## Task details
Restate the records so that not a single word differs.

*** Data provided Section Begins ***

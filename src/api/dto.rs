//! Data Transfer Objects
//!
//! Query and response types for the JSON endpoints.

use serde::{Deserialize, Serialize};

use crate::dataset::TransactionRecord;
use crate::view::{ChartSpec, DashboardView};

/// `?brand=` query parameter
#[derive(Debug, Default, Deserialize)]
pub struct BrandQuery {
    #[serde(default)]
    pub brand: Option<String>,
}

/// Selector options
#[derive(Debug, Serialize)]
pub struct BrandsResponse {
    pub brands: Vec<String>,
    /// Initially selected brand
    pub default: Option<String>,
}

/// Computed view for one brand
#[derive(Debug, Serialize)]
pub struct ViewResponse {
    pub brand: String,
    pub chart: ChartSpec,
    pub summary: SummaryDto,
}

#[derive(Debug, Serialize)]
pub struct SummaryDto {
    pub total_count: u64,
    pub total_amount: f64,
    pub text: String,
}

impl From<DashboardView> for ViewResponse {
    fn from(view: DashboardView) -> Self {
        Self {
            summary: SummaryDto {
                total_count: view.summary.total_count,
                total_amount: view.summary.total_amount,
                text: view.summary.text(),
            },
            brand: view.brand,
            chart: view.chart,
        }
    }
}

/// Filtered table rows
#[derive(Debug, Serialize)]
pub struct RecordsResponse {
    #[serde(skip_serializing_if = "Option::is_none")]
    pub brand: Option<String>,
    pub total: usize,
    pub records: Vec<TransactionRecord>,
}

/// Health check response
#[derive(Debug, Serialize)]
pub struct HealthResponse {
    pub status: String,
    pub records: usize,
    pub brands: usize,
    pub uptime_seconds: u64,
    pub version: String,
}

*** Data provided Section Ends ***

## Response area
filename src/api/dto.rs
//! Data Transfer Objects
//!
//! Query and response types for the JSON endpoints.

use serde::{Deserialize, Serialize};

use crate::dataset::TransactionRecord;
use crate::view::{ChartSpec, DashboardView};

/// `?brand=` query parameter
#[derive(Debug, Default, Deserialize)]
pub struct BrandQuery {
    #[serde(default)]
    pub brand: Option<String>,
}

/// Selector options
#[derive(Debug, Serialize)]
pub struct BrandsResponse {
    pub brands: Vec<String>,
    /// Initially selected brand
    pub default: Option<String>,
}

/// Computed view for one brand
#[derive(Debug, Serialize)]
pub struct ViewResponse {
    pub brand: String,
    pub chart: ChartSpec,
    pub summary: SummaryDto,
}

#[derive(Debug, Serialize)]
pub struct SummaryDto {
    pub total_count: u64,
    pub total_amount: f64,
    pub text: String,
}

impl From<DashboardView> for ViewResponse {
    fn from(view: DashboardView) -> Self {
        Self {
            summary: SummaryDto {
                total_count: view.summary.total_count,
                total_amount: view.summary.total_amount,
                text: view.summary.text(),
            },
            brand: view.brand,
            chart: view.chart,
        }
    }
}

/// Filtered table rows
#[derive(Debug, Serialize)]
pub struct RecordsResponse {
    #[serde(skip_serializing_if = "Option::is_none")]
    pub brand: Option<String>,
    pub total: usize,
    pub records: Vec<TransactionRecord>,
}

/// Health check response
#[derive(Debug, Serialize)]
pub struct HealthResponse {
    pub status: String,
    pub records: usize,
    pub brands: usize,
    pub uptime_seconds: u64,
    pub version: String,
}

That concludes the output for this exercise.